L’Espagne est un pays qui a livré nombre de pépites d’épouvantes, souvent oniriques, souvent effrayantes. L’ÉCHINE DU DIABLE, LE LABYRINTHE DE PAN, L’ORPHELINAT sont des exemples parmi d’autres des chefs-d’œuvre dont peut accoucher ce pays. Évidemment, il n’y a pas que des réussites, et Gustavo Hernandez, pour son premier film, n’a pas opté pour un scénario d’une grande originalité. Cependant, si l’histoire est on ne peut plus classique, la technique pour la raconter est des plus surprenantes. Le réalisateur a en effet opté pour un long plan séquence de la durée totale du film.
Le métrage est donc, avant tout, un tour de force. Un tour de force technique d’abord, puisqu’à la moindre erreur de cadrage, au premier micro entrant dans le champ, au moindre souci de caméra, de son ou autre, il faut recommencer le film dans son entier ! Et une interprétation impressionnante, car l’héroïne est seule pendant presque l’intégralité du film. Elle parvient à jouer la terreur, la tristesse et le désespoir de manière totalement crédible et communicative. Là encore, n’importe quelle erreur d’interprétation aurait obligé à recommencer le métrage et, si l’on subodore une immense préparation en amont, cela n’empêche ni les problèmes techniques, ni la malchance, ni un fou rire inopportun.
Cependant, au-delà de son concept osé, THE SILENT HOUSE est-il un bon film ? Car il s’agit ici d’une histoire maintes fois contée et, de surcroît, un huis clos total. Et le huis clos est un genre dangereux car, s’il est mal maîtrisé, il provoque souvent l’ennui. De plus, le concept lui-même apporte son lot de crainte. Obligé d’être filmé en temps réel, le film peut posséder de nombreuses longueurs et empêche tout effet spécial un tant soit peu complexe.
Le décor dans lequel se passe tout le film (mis à part quelques scènes dans le jardin et les bois alentours) est très intéressant et distille un malaise constant. L’héroïne va être amenée à explorer la demeure et l’étage qui lui est interdit est on ne peut plus chargé en objets hétéroclites. Cependant, contrairement à un ÉCORCHE VIF, les objets ne semblent pas avoir été choisis au hasard juste pour leur côté glauque et malsain et mis au petit bonheur.
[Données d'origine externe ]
//! Exhaustiveness checking for `match` over sum types (spec.md §4.5 edge
//! case: "every constructor must appear, or a wildcard must").

use std::collections::BTreeSet;

/// Returns the variant names of `all_variants` not covered by `covered`,
/// sorted for deterministic diagnostic text. Empty if `has_catch_all` is
/// set, since a wildcard/binding arm matches whatever's left over.
pub fn missing_variants(all_variants: &BTreeSet<String>, covered: &BTreeSet<String>, has_catch_all: bool) -> Vec<String> {
    if has_catch_all {
        return Vec::new();
    }
    all_variants.difference(covered).cloned().collect()
}

#[cfg(test)]
mod tests {
    use super::*;

    #[test]
    fn reports_uncovered_variants_sorted() {
        let all: BTreeSet<String> = ["Some", "None"].into_iter().map(String::from).collect();
        let covered: BTreeSet<String> = ["Some"].into_iter().map(String::from).collect();
        assert_eq!(missing_variants(&all, &covered, false), vec!["None".to_string()]);
    }

    #[test]
    fn catch_all_suppresses_missing_variants() {
        let all: BTreeSet<String> = ["Some", "None"].into_iter().map(String::from).collect();
        let covered = BTreeSet::new();
        assert!(missing_variants(&all, &covered, true).is_empty());
    }

    #[test]
    fn fully_covered_reports_nothing() {
        let all: BTreeSet<String> = ["Ok", "Err"].into_iter().map(String::from).collect();
        assert!(missing_variants(&all, &all.clone(), false).is_empty());
    }
}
Ils apportent des indices et font progresser la narration. À ce titre, le spectateur a par moment l’impression de se trouver dans un jeu de survival horror où le décor recèle des indices qui le feront progresser de pièce en pièce. De plus, le film n’étant pas sur-explicatif, c’est un réel plaisir d’observer les salles dans lesquelles évolue Laura, tout en cherchant indices et évènements insolites. À Hollywood, il est fort probable que les scénaristes et producteurs n’auraient pas pu s’empêcher d’ajouter une voix-off, ou de faire parler l’héroïne toute seule, mais ici, le film est presque sans parole et, même si, quand la fin approche, quelques dialogues nous divulgueront ce qui nous manque, certains objets et photos auront apporté des éléments de compréhension bien avant.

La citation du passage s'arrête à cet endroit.